On her return to the office, a shade map and colorimetry (EasyShade, Vident, Brea, CA) were used to determine which composite shades should be placed on teeth Nos. 8, 10, and 11 (Figure 4). Colorimetric analysis has been shown to provide computerized shade guide definitions of a tooth and essential information to help verify visual and subjectively based shade mapping.13 The identified shades of the selected composite (Vit-l-escence) were then assessed on teeth Nos. 10 and 11 (Figure 5).

A high-viscosity putty stent was made from the esthetically enhanced diagnostic wax-up to be used as a volumetric, 3-dimensional guide during the placement of the composite veneers on teeth Nos. 10 and 11.11,14 Specifically, the putty stent would be beneficial in preserving facial and lingual line angles, as well as indicating where and in what volume to apply the desired composite. Before initiating preparation and composite placement, the stent was tried into the patient’s mouth (Figure 6).

The patient was anesthetized, her lips and cheeks properly retracted, and the immediate surrounding dentition isolated with cotton rolls. Tooth No. 10 was minimally prepared with a composite veneer preparation of 0.5 mm facially using a diamond bur (Brasseler USA, Savannah, GA) (Figure 7). A reduction of 0.5 mm incisally and a 0.5-mm modified lingual shoulder were also completed.

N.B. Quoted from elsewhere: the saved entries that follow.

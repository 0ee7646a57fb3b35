//! Dependency graph of circuit operations.

use petgraph::Direction;
use petgraph::graph::{DiGraph, NodeIndex as PetNodeIndex};
use petgraph::visit::EdgeRef;
use rustc_hash::{FxHashMap, FxHashSet};
use serde::{Deserialize, Serialize};

use crate::error::{IrError, IrResult};
use crate::instruction::Instruction;
use crate::qubit::{ClbitId, QubitId};

pub type NodeIndex = PetNodeIndex<u32>;

/// A qubit or classical wire.
#[derive(Debug, Clone, Copy, PartialEq, Eq, Hash, Serialize, Deserialize)]
pub enum WireId {
    Qubit(QubitId),
    Clbit(ClbitId),
}

/// Operations linked by the wires they share.
///
/// Every node is an [`Instruction`]. An edge `a -> b` labelled with a wire
/// means `b` is the next operation on that wire after `a`. Nodes are only
/// ever appended and edges always point from an older node to a newer one,
/// so node index order is a topological order.
#[derive(Debug, Clone, Default)]
pub struct CircuitDag {
    graph: DiGraph<Instruction, WireId, u32>,
    qubits: FxHashSet<QubitId>,
    clbits: FxHashSet<ClbitId>,
    /// Most recent operation on each wire that has one.
    frontier: FxHashMap<WireId, NodeIndex>,
}

impl CircuitDag {
    pub fn new() -> Self {
        Self::default()
    }

    /// Register a qubit wire. Registering it twice is a no-op.
    pub fn add_qubit(&mut self, qubit: QubitId) {
        self.qubits.insert(qubit);
    }

    /// Register a classical wire. Registering it twice is a no-op.
    pub fn add_clbit(&mut self, clbit: ClbitId) {
        self.clbits.insert(clbit);
    }

    fn check_operands(&self, inst: &Instruction) -> IrResult<()> {
        let operation = || inst.name().to_string();

        if let Some(gate) = inst.as_gate() {
            let expected = gate.num_qubits() as usize;
            if inst.qubits.len() != expected {
                return Err(IrError::WrongArity {
                    operation: operation(),
                    expected,
                    got: inst.qubits.len(),
                });
            }
        }

        let mut seen = FxHashSet::default();
        for &qubit in &inst.qubits {
            if !self.qubits.contains(&qubit) {
                return Err(IrError::UnknownQubit {
                    operation: operation(),
                    qubit,
                });
            }
            if !seen.insert(qubit) {
                return Err(IrError::RepeatedQubit {
                    operation: operation(),
                    qubit,
                });
            }
        }

        if let Some(&clbit) = inst.clbits.iter().find(|c| !self.clbits.contains(c)) {
            return Err(IrError::UnknownClbit {
                operation: operation(),
                clbit,
            });
        }
        Ok(())
    }

    /// Append an instruction after everything already on its wires.
    ///
    /// Nothing is added when an operand is unknown, repeated, or the gate's
    /// arity does not match.
    pub fn apply(&mut self, instruction: Instruction) -> IrResult<NodeIndex> {
        self.check_operands(&instruction)?;

        let wires: Vec<WireId> = instruction
            .qubits
            .iter()
            .map(|&q| WireId::Qubit(q))
            .chain(instruction.clbits.iter().map(|&c| WireId::Clbit(c)))
            .collect();

        let node = self.graph.add_node(instruction);
        for wire in wires {
            if let Some(prev) = self.frontier.insert(wire, node) {
                self.graph.add_edge(prev, node, wire);
            }
        }
        Ok(node)
    }

    /// Operations in the order they were applied.
    pub fn operations(&self) -> impl Iterator<Item = &Instruction> {
        self.graph.node_weights()
    }

    pub fn get(&self, node: NodeIndex) -> Option<&Instruction> {
        self.graph.node_weight(node)
    }

    /// 1-based layer of every node: one past the deepest operation it waits on.
    fn levels(&self) -> Vec<usize> {
        let mut levels = vec![0usize; self.graph.node_count()];
        for node in self.graph.node_indices() {
            let deepest = self
                .graph
                .edges_directed(node, Direction::Incoming)
                .map(|e| levels[e.source().index()])
                .max()
                .unwrap_or(0);
            levels[node.index()] = deepest + 1;
        }
        levels
    }

    /// Operations grouped into layers that could run simultaneously
    /// (as-soon-as-possible scheduling). Application order is kept inside a layer.
    pub fn layers(&self) -> Vec<Vec<&Instruction>> {
        let levels = self.levels();
        let mut layers: Vec<Vec<&Instruction>> = vec![Vec::new(); max_level(&levels)];
        for (node, inst) in self.graph.node_indices().zip(self.graph.node_weights()) {
            layers[levels[node.index()] - 1].push(inst);
        }
        layers
    }

    /// Number of layers.
    pub fn depth(&self) -> usize {
        max_level(&self.levels())
    }

    pub fn num_ops(&self) -> usize {
        self.graph.node_count()
    }

    pub fn num_qubits(&self) -> usize {
        self.qubits.len()
    }

    pub fn num_clbits(&self) -> usize {
        self.clbits.len()
    }

    /// Registered qubits, ascending.
    pub fn qubits(&self) -> Vec<QubitId> {
        let mut qubits: Vec<_> = self.qubits.iter().copied().collect();
        qubits.sort_unstable();
        qubits
    }

    pub fn graph(&self) -> &DiGraph<Instruction, WireId, u32> {
        &self.graph
    }

    /// Check the graph invariants: every edge points forward, every edge is
    /// labelled with a wire both ends touch, and no node has two predecessors
    /// on the same wire.
    pub fn verify_integrity(&self) -> IrResult<()> {
        for edge in self.graph.edge_references() {
            let (from, to) = (edge.source(), edge.target());
            if from >= to {
                return Err(IrError::MalformedGraph(format!(
                    "edge {} -> {} points backwards",
                    from.index(),
                    to.index()
                )));
            }
            let wire = *edge.weight();
            if !touches(&self.graph[from], wire) || !touches(&self.graph[to], wire) {
                return Err(IrError::MalformedGraph(format!(
                    "edge {} -> {} carries {wire:?}, which one end does not use",
                    from.index(),
                    to.index()
                )));
            }
        }

        for node in self.graph.node_indices() {
            let mut incoming = FxHashSet::default();
            for edge in self.graph.edges_directed(node, Direction::Incoming) {
                if !incoming.insert(*edge.weight()) {
                    return Err(IrError::MalformedGraph(format!(
                        "node {} has two predecessors on {:?}",
                        node.index(),
                        edge.weight()
                    )));
                }
            }
        }
        Ok(())
    }
}

fn max_level(levels: &[usize]) -> usize {
    levels.iter().copied().max().unwrap_or(0)
}

fn touches(inst: &Instruction, wire: WireId) -> bool {
    match wire {
        WireId::Qubit(q) => inst.qubits.contains(&q),
        WireId::Clbit(c) => inst.clbits.contains(&c),
    }
}

#[cfg(test)]
mod tests {
    use super::*;
    use crate::gate::StandardGate;

    fn dag(num_qubits: u32, num_clbits: u32) -> CircuitDag {
        let mut dag = CircuitDag::new();
        (0..num_qubits).for_each(|q| dag.add_qubit(QubitId(q)));
        (0..num_clbits).for_each(|c| dag.add_clbit(ClbitId(c)));
        dag
    }

    fn gate(g: StandardGate, qubits: &[u32]) -> Instruction {
        Instruction::gate(g, qubits.iter().map(|&q| QubitId(q)))
    }

    #[test]
    fn test_empty_dag() {
        let dag = CircuitDag::new();
        assert_eq!(dag.num_ops(), 0);
        assert_eq!(dag.depth(), 0);
        assert!(dag.layers().is_empty());
    }

    #[test]
    fn test_hadamards_share_a_layer() {
        let mut dag = dag(2, 0);
        dag.apply(gate(StandardGate::H, &[0])).unwrap();
        dag.apply(gate(StandardGate::H, &[1])).unwrap();
        let cx = dag.apply(gate(StandardGate::CX, &[0, 1])).unwrap();

        let layers = dag.layers();
        assert_eq!(layers.len(), 2);
        assert_eq!(layers[0].len(), 2);
        assert_eq!(layers[1][0].name(), "cx");
        assert_eq!(dag.graph().edges_directed(cx, Direction::Incoming).count(), 2);
    }

    #[test]
    fn test_operations_keep_application_order() {
        let mut dag = dag(3, 0);
        dag.apply(gate(StandardGate::X, &[2])).unwrap();
        dag.apply(gate(StandardGate::H, &[0])).unwrap();
        dag.apply(gate(StandardGate::Z, &[1])).unwrap();

        let names: Vec<_> = dag.operations().map(Instruction::name).collect();
        assert_eq!(names, ["x", "h", "z"]);
    }

    #[test]
    fn test_rejected_operands_leave_no_trace() {
        let mut dag = dag(2, 1);

        let err = dag.apply(gate(StandardGate::CX, &[0])).unwrap_err();
        assert!(matches!(err, IrError::WrongArity { expected: 2, got: 1, .. }));

        let err = dag.apply(gate(StandardGate::CX, &[0, 9])).unwrap_err();
        assert_eq!(err.to_string(), "cx: qubit q_9 is not part of the circuit");

        let err = dag.apply(gate(StandardGate::Swap, &[1, 1])).unwrap_err();
        assert!(matches!(err, IrError::RepeatedQubit { qubit: QubitId(1), .. }));

        let err = dag.apply(Instruction::measure(QubitId(0), ClbitId(4))).unwrap_err();
        assert!(matches!(err, IrError::UnknownClbit { clbit: ClbitId(4), .. }));

        assert_eq!(dag.num_ops(), 0);
    }

    #[test]
    fn test_measurement_links_classical_wire() {
        let mut dag = dag(2, 1);
        dag.apply(gate(StandardGate::H, &[0])).unwrap();
        dag.apply(Instruction::measure(QubitId(0), ClbitId(0))).unwrap();
        dag.apply(Instruction::measure(QubitId(1), ClbitId(0))).unwrap();

        assert_eq!(dag.depth(), 3);
        dag.verify_integrity().unwrap();
    }

    #[test]
    fn test_lookup_by_node() {
        let mut dag = dag(1, 0);
        let node = dag.apply(gate(StandardGate::T, &[0])).unwrap();
        assert_eq!(dag.get(node).map(Instruction::name), Some("t"));
        assert_eq!(dag.qubits(), vec![QubitId(0)]);
    }
}
//! Errors raised while building a circuit.

use thiserror::Error;

use crate::qubit::{ClbitId, QubitId};

/// Why an instruction could not be added to a circuit.
#[derive(Debug, Error)]
#[non_exhaustive]
pub enum IrError {
    #[error("{operation}: qubit {qubit} is not part of the circuit")]
    UnknownQubit { operation: String, qubit: QubitId },

    #[error("{operation}: classical bit {clbit} is not part of the circuit")]
    UnknownClbit { operation: String, clbit: ClbitId },

    #[error("{operation} acts on {expected} qubit(s), got {got}")]
    WrongArity {
        operation: String,
        expected: usize,
        got: usize,
    },

    #[error("{operation}: qubit {qubit} is used more than once")]
    RepeatedQubit { operation: String, qubit: QubitId },

    #[error("measure: {qubits} qubit(s) cannot be stored in {clbits} classical bit(s)")]
    MeasureMismatch { qubits: usize, clbits: usize },

    /// The dependency graph lost an invariant; indicates a bug, not bad input.
    #[error("malformed circuit graph: {0}")]
    MalformedGraph(String),
}

pub type IrResult<T> = Result<T, IrError>;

Tooth No. 10 was then etched with 37% phosphoric acid (Ultra-Etch®, Ultradent Products, Inc.) for 20 seconds (Figure 8), rinsed for 15 seconds with an air-water spray, and lightly air-dried.15,16 A single-component adhesive bonding agent (PQ1®, Ultradent Products, Inc.) was placed on the preparation for tooth No. 10 for 15 seconds (Figure 9), lightly air-dried for 5 seconds, and light-cured for 20 seconds with an LED curing light (Ultra-Lume™ LED 2, Ultradent Products, Inc.) (Figure 10).

The putty stent was returned to the patient’s mouth for reference, and a layer of Opaque Snow dentin composite was placed on the facial and into the incisal area of tooth No. 10 (Figure 11). Care was taken to carefully sculpt the composite into place at this time to help facilitate easy finishing.17 The stent was removed, and this composite layer was cured with an LED curing light for 10 seconds to create the additional incisal length and initial lingual enamel layer.

An initial translucent enamel layer of Iridescent Blue composite was applied to tooth No. 10 (Figure 12), carefully sculpted, and light-cured for 10 seconds. The final enamel composite layer—in Pearl Frost—was applied over the entirety of tooth No. 10 (Figure 13), and the restoration was light-cured from multiple directions for 60 seconds. Although texturization, finishing, and polishing had not yet been completed, the initial restoration of tooth No. 10 demonstrated a natural, “imperceptible” blend with the adjacent central incisor (Figure 14).

The esthetic enhancement of tooth No. 11 was similarly performed, beginning with conservative preparation (Figure 15) and proceeding with composite placement using the putty stent as a spatial and volumetric guide. On completion of the composite veneer on tooth No. 11, the final geometric design of both teeth Nos. 10 and 11 was achieved using an ultrafine finishing and contouring disc (Sof-Lex™, 3M Dental Products, St. Paul, MN). Secondary anatomy was accomplished using a carbide bur (#7901, Brasseler USA). Finishing and polishing were completed using medium grade discs, a goat hair brush with 0.5-µm diamond polishing paste, and high shine points, cups, and brushes (Jiffy®, Ultradent Products, Inc.) (Figures 16 and 17).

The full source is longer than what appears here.